The Downfall of Eva

succubus

Depiction of a succubus – found at Ask Mystic Investigations

The Sensualization of Eva was said to be from a Hellish source, her virtue up until that time being considered above reproach. But he was charming to the extreme, if insincere, resulting in that faraway look in her eyes, she being unable to resist his allure.

She had come to the convent a charity case, and Sister Margaretta quipped that the poor child seemed all jangled up by abandonment, poverty, and living on the streets. Eva stayed and took her vows, though a debilitating flip in her personality and intentions had recently resulted in her breaking every one.

Finally, she erupted in a sinful and scandalous rage and walked out, a radical among the obedient, the monastic, and the celebate.

In the months and years to come, Eva would be accused of being a succubus, luring proud and virtuous men to their downfall, but she was only a woman, albeit one trained by Asmodius, the archetypal incubus. But was it truly him, disguised as a Priest, who caused the downfall of Eva within the confines of the convent? Or was it being sold by her mother into slavery at three, murdering her abusive master and “husband” as he slept at five, and then living for the next six years on the streets, surviving as a prostitute and thief? Sometimes, your past never truly leaves you, it only waits.

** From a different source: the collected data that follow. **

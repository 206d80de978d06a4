//! The election container and announcement-loop bookkeeping.
//!
//! Roots iterate in hash order so every node works the same prefix of a
//! fork flood; roots beyond the per-interval budget have their announcement
//! counters reset, which rate-limits fork resolution traffic.

use raze_ledger::{Block, Ledger, StoreInner, Vote};
use raze_types::BlockHash;
use std::collections::BTreeMap;
use tracing::debug;

use crate::election::{Confirmation, Election};

/// Announce winners for at most this many roots per interval.
const ANNOUNCEMENTS_PER_INTERVAL: usize = 20;

/// After this many announcements an election is cut off and decided on
/// whatever tally it has.
const CONTIGIOUS_ANNOUNCEMENTS: u32 = 4;

/// One conflict root under election.
struct ConflictInfo {
    election: Election,
    announcements: u32,
}

/// What one announcement interval decided; the node performs the sends.
#[derive(Default)]
pub struct AnnounceOutcome {
    /// Winners to rebroadcast, in root order.
    pub broadcasts: Vec<Block>,
    /// Elections that hit the announcement cutoff this interval.
    pub confirmations: Vec<Confirmation>,
    /// A root has been announced more than once with no votes arriving; we
    /// are probably isolated and should synchronize.
    pub bootstrap_needed: bool,
}

/// What routing one vote decided.
#[derive(Default)]
pub struct VoteOutcome {
    /// An election for the vote's root exists and absorbed the vote.
    pub routed: bool,
    /// The vote passed the spacing and weight gates; flood it.
    pub republish: bool,
    /// The vote completed a quorum.
    pub confirmation: Option<Confirmation>,
}

/// All elections, keyed by root. One election per root at a time.
#[derive(Default)]
pub struct ActiveTransactions {
    roots: BTreeMap<BlockHash, ConflictInfo>,
}

impl ActiveTransactions {
    pub fn new() -> Self {
        Self::default()
    }

    /// Begin an election for `block` unless its root already has one.
    /// Returns `true` when an election already existed.
    pub fn start(&mut self, block: &Block) -> bool {
        let root = block.root();
        if self.roots.contains_key(&root) {
            return true;
        }
        debug!(%root, block = %block.hash(), "election started");
        self.roots.insert(
            root,
            ConflictInfo {
                election: Election::new(block),
                announcements: 0,
            },
        );
        false
    }

    pub fn active(&self, root: &BlockHash) -> bool {
        self.roots.contains_key(root)
    }

    pub fn len(&self) -> usize {
        self.roots.len()
    }

    pub fn is_empty(&self) -> bool {
        self.roots.is_empty()
    }

    /// Route a validated vote to the election for its block's root.
    pub fn vote(&mut self, ledger: &Ledger, txn: &StoreInner, vote: &Vote) -> VoteOutcome {
        let root = vote.block.root();
        let Some(info) = self.roots.get_mut(&root) else {
            return VoteOutcome::default();
        };
        let republish = info
            .election
            .should_republish(ledger.weight(txn, &vote.account));
        info.election.vote(vote);
        let confirmation = info.election.confirm_if_quorum(ledger, txn);
        VoteOutcome {
            routed: true,
            republish,
            confirmation,
        }
    }

    /// Feed an externally-generated vote (this node's own representatives)
    /// into the election for its root, without rebroadcast gating.
    pub fn vote_local(&mut self, vote: &Vote) {
        if let Some(info) = self.roots.get_mut(&vote.block.root()) {
            info.election.votes.vote(vote);
        }
    }

    /// One pass of the announcement loop.
    pub fn announce_tick(&mut self, ledger: &Ledger, txn: &StoreInner) -> AnnounceOutcome {
        let mut outcome = AnnounceOutcome::default();
        let mut retired = Vec::new();
        let mut announced = 0usize;
        for (root, info) in self.roots.iter_mut() {
            if announced < ANNOUNCEMENTS_PER_INTERVAL {
                announced += 1;
                outcome.broadcasts.push(info.election.last_winner.clone());
                if info.announcements >= CONTIGIOUS_ANNOUNCEMENTS - 1 {
                    // Reached the confirmation interval for forks.
                    if let Some(confirmation) = info.election.confirm_cutoff(ledger, txn) {
                        outcome.confirmations.push(confirmation);
                    }
                    retired.push(*root);
                } else {
                    info.announcements += 1;
                    // A full interval with nobody voting means we can't see
                    // the representatives.
                    if info.announcements > 1 && info.election.votes.voter_count() == 0 {
                        outcome.bootstrap_needed = true;
                    }
                }
            } else {
                info.announcements = 0;
            }
        }
        for root in retired {
            self.roots.remove(&root);
        }
        outcome
    }

    /// Drop every election.
    pub fn stop(&mut self) {
        self.roots.clear();
    }
}

#[cfg(test)]
mod tests {
    use super::*;
    use raze_crypto::generate_keypair;
    use raze_ledger::{Genesis, SendBlock, Store};
    use raze_types::{Account, Amount};

    struct Fixture {
        store: Store,
        ledger: Ledger,
        genesis: Genesis,
    }

    fn fixture() -> Fixture {
        let store = Store::new();
        let ledger = Ledger::new(Amount::MAX, Amount::ZERO);
        let genesis = Genesis::for_seed(&[0x22; 32]);
        {
            let mut txn = store.write();
            genesis.initialize(&mut txn);
        }
        Fixture { store, ledger, genesis }
    }

    fn block(f: &Fixture, amount: u128) -> Block {
        let kp = generate_keypair();
        Block::Send(SendBlock::new(
            f.genesis.block.hash(),
            Account::new(kp.public.0),
            Amount::new(amount),
            f.genesis.private(),
            0,
        ))
    }

    #[test]
    fn one_election_per_root() {
        let f = fixture();
        let mut active = ActiveTransactions::new();
        let b1 = block(&f, 1);
        let b2 = block(&f, 2);
        assert!(!active.start(&b1));
        // b2 shares the root; the existing election stands.
        assert!(active.start(&b2));
        assert_eq!(active.len(), 1);
        assert!(active.active(&b1.root()));
    }

    #[test]
    fn vote_without_election_is_unrouted() {
        let f = fixture();
        let mut active = ActiveTransactions::new();
        let b1 = block(&f, 1);
        let vote = Vote::new(f.genesis.account, f.genesis.private(), 1, b1);
        let txn = f.store.read();
        let outcome = active.vote(&f.ledger, &txn, &vote);
        assert!(!outcome.routed);
        assert!(outcome.confirmation.is_none());
    }

    #[test]
    fn quorum_vote_confirms_election() {
        let f = fixture();
        let mut active = ActiveTransactions::new();
        let b1 = block(&f, 1);
        active.start(&b1);

        let vote = Vote::new(f.genesis.account, f.genesis.private(), 1, b1.clone());
        let txn = f.store.read();
        let outcome = active.vote(&f.ledger, &txn, &vote);
        assert!(outcome.routed);
        let confirmation = outcome.confirmation.unwrap();
        assert_eq!(confirmation.winner.hash(), b1.hash());
    }

    #[test]
    fn announce_tick_broadcasts_and_counts() {
        let f = fixture();
        let mut active = ActiveTransactions::new();
        let b1 = block(&f, 1);
        active.start(&b1);

        let txn = f.store.read();
        let outcome = active.announce_tick(&f.ledger, &txn);
        assert_eq!(outcome.broadcasts.len(), 1);
        assert_eq!(outcome.broadcasts[0].hash(), b1.hash());
        assert!(outcome.confirmations.is_empty());
        assert!(!outcome.bootstrap_needed);
    }

    #[test]
    fn unvoted_root_triggers_bootstrap_after_second_interval() {
        let f = fixture();
        let mut active = ActiveTransactions::new();
        active.start(&block(&f, 1));

        let txn = f.store.read();
        assert!(!active.announce_tick(&f.ledger, &txn).bootstrap_needed);
        assert!(active.announce_tick(&f.ledger, &txn).bootstrap_needed);
    }

    #[test]
    fn cutoff_retires_election_after_four_intervals() {
        let f = fixture();
        let mut active = ActiveTransactions::new();
        active.start(&block(&f, 1));

        let txn = f.store.read();
        for _ in 0..3 {
            let outcome = active.announce_tick(&f.ledger, &txn);
            assert!(outcome.confirmations.is_empty());
        }
        let outcome = active.announce_tick(&f.ledger, &txn);
        assert_eq!(outcome.confirmations.len(), 1);
        assert!(active.is_empty());
    }

    #[test]
    fn roots_past_the_budget_reset_announcements() {
        let f = fixture();
        let mut active = ActiveTransactions::new();
        // Different roots need distinct previous hashes; chain off distinct
        // fork blocks to fabricate 21 roots.
        let mut roots = Vec::new();
        for _ in 0..21 {
            let kp = generate_keypair();
            let block = Block::Send(SendBlock::new(
                Block::Send(SendBlock::new(
                    f.genesis.block.hash(),
                    Account::new(kp.public.0),
                    Amount::new(1),
                    f.genesis.private(),
                    0,
                ))
                .hash(),
                Account::new(kp.public.0),
                Amount::new(1),
                f.genesis.private(),
                0,
            ));
            roots.push(block.root());
            active.start(&block);
        }
        assert_eq!(active.len(), 21);

        let txn = f.store.read();
        let outcome = active.announce_tick(&f.ledger, &txn);
        // Budget is 20 per interval; the 21st waits its turn.
        assert_eq!(outcome.broadcasts.len(), 20);
    }

    #[test]
    fn stop_clears_everything() {
        let f = fixture();
        let mut active = ActiveTransactions::new();
        active.start(&block(&f, 1));
        active.stop();
        assert!(active.is_empty());
    }
}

I wrote this for Wordle #192 hosted at Mindlovemisery’s Menagerie. The idea is to use at least 10 of the 12 words below (which can include variations) in a poem, short story, or other creative work. I used all 12:

  1. Flip
  2. Insincere
  3. Erupt
  4. Sensualization ((n.) to render sensual)
  5. Hellish
  6. Faraway
  7. Resist
  8. Radical
  9. Jangled Up- Generally refers to the state of being both upset and confused, but can be used for either one of them alone
  10. Charity Case
  11. Debilitating
  12. Archetype

Yes, my tale is dark. That’s just the direction the words took me.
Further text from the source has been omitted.